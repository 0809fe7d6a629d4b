// src/main.rs

use pollwatch::{cli, logging, run};

#[tokio::main]
async fn main() {
    if let Err(err) = run_main().await {
        eprintln!("pollwatch error: {err:?}");
        std::process::exit(1);
    }
}

async fn run_main() -> anyhow::Result<()> {
    let args = cli::parse();
    logging::init_logging(args.log_level)?;
    run(args).await
}
// src/watch/walker.rs

//! One full walk of the watched tree.

use std::collections::HashMap;
use std::io;
use std::path::{Path, PathBuf};

use tracing::{debug, trace, warn};

use crate::errors::{PollwatchError, Result};
use crate::fs::{EntryStamp, FileSystem};
use crate::types::ReadErrorPolicy;

/// Everything one walk observed.
#[derive(Debug, Default)]
pub struct WalkOutcome {
    /// Every non-hidden entry below the root (the root itself excluded).
    pub entries: HashMap<PathBuf, EntryStamp>,
    /// Paths that could not be read under `ReadErrorPolicy::Skip`. Whatever
    /// was known below them last cycle is still considered current.
    pub skipped: Vec<PathBuf>,
}

/// Entries whose file name starts with `.` are never walked or recorded.
pub fn is_hidden(path: &Path) -> bool {
    path.file_name()
        .map(|name| name.to_string_lossy().starts_with('.'))
        .unwrap_or(false)
}

/// Walk `root` with an explicit worklist.
///
/// Symlinks are recorded but never descended into, so link cycles cannot
/// make the walk loop. An entry that disappears between being listed and
/// being stat'ed is dropped silently; it simply isn't part of this walk.
pub fn walk_tree(fs: &dyn FileSystem, root: &Path, on_error: ReadErrorPolicy) -> Result<WalkOutcome> {
    let mut outcome = WalkOutcome::default();
    let mut pending = vec![root.to_path_buf()];

    while let Some(dir) = pending.pop() {
        let children = match fs.read_dir(&dir) {
            Ok(children) => children,
            Err(e) if dir != root && e.kind() == io::ErrorKind::NotFound => {
                debug!(path = ?dir, "directory vanished during walk");
                continue;
            }
            Err(e) => {
                handle_read_error(&mut outcome, on_error, dir, e)?;
                continue;
            }
        };

        for child in children {
            if is_hidden(&child) {
                trace!(path = ?child, "skipping hidden entry");
                continue;
            }

            let stamp = match fs.symlink_metadata(&child) {
                Ok(stamp) => stamp,
                Err(e) if e.kind() == io::ErrorKind::NotFound => {
                    debug!(path = ?child, "entry vanished during walk");
                    continue;
                }
                Err(e) => {
                    handle_read_error(&mut outcome, on_error, child, e)?;
                    continue;
                }
            };

            if stamp.is_dir() {
                pending.push(child.clone());
            }
            outcome.entries.insert(child, stamp);
        }
    }

    Ok(outcome)
}

fn handle_read_error(
    outcome: &mut WalkOutcome,
    on_error: ReadErrorPolicy,
    path: PathBuf,
    source: io::Error,
) -> Result<()> {
    match on_error {
        ReadErrorPolicy::Fail => Err(PollwatchError::Walk { path, source }),
        ReadErrorPolicy::Skip => {
            warn!(path = ?path, error = %source, "cannot read entry; keeping its last known state");
            outcome.skipped.push(path);
            Ok(())
        }
    }
}
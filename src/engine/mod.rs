// src/engine/mod.rs

//! Process supervision for pollwatch.
//!
//! The supervisor reacts to:
//! - change notifications from the detector
//! - exits of the child it launched
//! - shutdown (global cancellation, or the detector going away)
//!
//! The pure state machine lives in [`core`]; the async shell that owns the
//! child task is implemented in [`runtime`].

/// Monotonic id of one launch of the command.
pub type LaunchId = u64;

/// How one launch of the command ended.
#[derive(Debug, Clone, PartialEq, Eq)]
pub enum RunOutcome {
    Success,
    /// Non-zero exit; `-1` when the process died from a signal.
    Failed(i32),
    /// The command could not be started (or waited on) at all.
    SpawnFailed(String),
    /// Ended because the supervisor stopped it.
    Stopped,
}

impl RunOutcome {
    pub fn is_failure(&self) -> bool {
        matches!(self, RunOutcome::Failed(_) | RunOutcome::SpawnFailed(_))
    }

    pub fn exit_code(&self) -> Option<i32> {
        match self {
            RunOutcome::Success => Some(0),
            RunOutcome::Failed(code) => Some(*code),
            RunOutcome::SpawnFailed(_) | RunOutcome::Stopped => None,
        }
    }
}

/// Events flowing into the supervisor core.
#[derive(Debug, Clone, PartialEq, Eq)]
pub enum SupervisorEvent {
    /// Something under the watched root changed.
    ChangeDetected,
    /// The child of launch `launch` ended on its own.
    ChildExited { launch: LaunchId, outcome: RunOutcome },
    /// Stop everything.
    ShutdownRequested,
}

pub mod core;
pub mod runtime;

pub use core::{CoreCommand, CoreStep, SupervisorCore, SupervisorState, SupervisorStats};
pub use runtime::Supervisor;
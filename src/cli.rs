// src/cli.rs

//! CLI argument parsing using `clap`.

use clap::{Parser, ValueEnum};

use crate::types::{DeletionPolicy, ReadErrorPolicy};

/// Command-line arguments for `pollwatch`.
///
/// Every option except `--config` may also come from the config file; values
/// given here win.
#[derive(Debug, Clone, Default, Parser)]
#[command(
    name = "pollwatch",
    version,
    about = "Restart a command whenever files under a directory change.",
    long_about = None
)]
pub struct CliArgs {
    /// Directory to watch (recursively). Hidden entries are ignored.
    #[arg(long, value_name = "DIR")]
    pub path: Option<String>,

    /// Command to (re)start, e.g. "cargo run --bin server".
    ///
    /// Split on whitespace: the first word is the program, the rest are its
    /// arguments. No shell is involved.
    #[arg(long, value_name = "COMMAND")]
    pub cmd: Option<String>,

    /// Optional TOML config file.
    #[arg(long, value_name = "PATH")]
    pub config: Option<String>,

    /// How often the tree is re-walked, e.g. "500ms", "1s".
    #[arg(long, value_name = "DURATION")]
    pub interval: Option<String>,

    /// How long a stopped command may take to exit before it is killed.
    #[arg(long, value_name = "DURATION")]
    pub stop_timeout: Option<String>,

    /// Whether removing files restarts the command.
    #[arg(long, value_enum, value_name = "POLICY")]
    pub on_delete: Option<DeletionPolicy>,

    /// What to do when a directory becomes unreadable while watching.
    #[arg(long, value_enum, value_name = "POLICY")]
    pub on_read_error: Option<ReadErrorPolicy>,

    /// Wait for the first change instead of starting the command right away.
    #[arg(long)]
    pub skip_initial_run: bool,

    /// Pipe the command's output through the logger instead of the terminal.
    #[arg(long)]
    pub capture_output: bool,

    /// Logging level (error, warn, info, debug, trace).
    ///
    /// If omitted, `POLLWATCH_LOG` or a default level will be used.
    #[arg(long, value_enum, value_name = "LEVEL")]
    pub log_level: Option<LogLevel>,
}

/// Log level as exposed on the CLI.
#[derive(Debug, Copy, Clone, ValueEnum)]
pub enum LogLevel {
    Error,
    Warn,
    Info,
    Debug,
    Trace,
}

/// Convenience wrapper around `CliArgs::parse()`.
pub fn parse() -> CliArgs {
    CliArgs::parse()
}
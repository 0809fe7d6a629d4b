// src/watch/notifier.rs

use tokio::sync::mpsc;
use tokio::sync::mpsc::error::TrySendError;

/// Result of posting a change notification.
#[derive(Debug, Clone, Copy, PartialEq, Eq)]
pub enum PostOutcome {
    /// The slot was empty; the supervisor will see this notification.
    Delivered,
    /// A notification is already pending; this one folds into it.
    Coalesced,
    /// Nobody is listening any more.
    Closed,
}

/// Sending half of the single-slot notification channel.
///
/// Posting never blocks and never spawns: when the slot is full the
/// supervisor has not consumed the previous signal yet, and that signal
/// already means "something changed".
#[derive(Debug, Clone)]
pub struct Notifier {
    tx: mpsc::Sender<()>,
}

/// Create the notification channel shared by detector and supervisor.
pub fn notification_channel() -> (Notifier, mpsc::Receiver<()>) {
    let (tx, rx) = mpsc::channel(1);
    (Notifier { tx }, rx)
}

impl Notifier {
    pub fn post(&self) -> PostOutcome {
        match self.tx.try_send(()) {
            Ok(()) => PostOutcome::Delivered,
            Err(TrySendError::Full(())) => PostOutcome::Coalesced,
            Err(TrySendError::Closed(())) => PostOutcome::Closed,
        }
    }

    pub fn is_closed(&self) -> bool {
        self.tx.is_closed()
    }
}
// src/exec/backend.rs

//! Pluggable command runner abstraction.
//!
//! The supervisor talks to a `CommandRunner` instead of spawning processes
//! itself. Production uses [`super::process::ProcessRunner`]; tests can plug
//! in a runner that records launches and never touches the OS.

use std::future::Future;
use std::pin::Pin;
use std::sync::Arc;

use tokio_util::sync::CancellationToken;

use crate::config::CommandSpec;
use crate::engine::{LaunchId, RunOutcome};

/// Runs one launch of the command to completion.
///
/// The returned future must resolve once the child is gone:
/// - on natural exit, with `Success`/`Failed`
/// - when `scope` is cancelled, after stopping the child, with `Stopped`
/// - when the child cannot be started, with `SpawnFailed`
///
/// Errors are contained in the outcome; a runner never fails the supervisor.
pub trait CommandRunner: Send + Sync + 'static {
    fn run(
        &self,
        launch: LaunchId,
        command: Arc<CommandSpec>,
        scope: CancellationToken,
    ) -> Pin<Box<dyn Future<Output = RunOutcome> + Send>>;
}

impl<R: CommandRunner> CommandRunner for Arc<R> {
    fn run(
        &self,
        launch: LaunchId,
        command: Arc<CommandSpec>,
        scope: CancellationToken,
    ) -> Pin<Box<dyn Future<Output = RunOutcome> + Send>> {
        (**self).run(launch, command, scope)
    }
}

■ Exercise brief: Wherever the string "bool" appears in a line of the records, copy that line.

■ Response for this exercise:
pub fn is_hidden(path: &Path) -> bool {
    pub fn is_failure(&self) -> bool {
    pub skip_initial_run: bool,
    pub capture_output: bool,
    pub fn is_closed(&self) -> bool {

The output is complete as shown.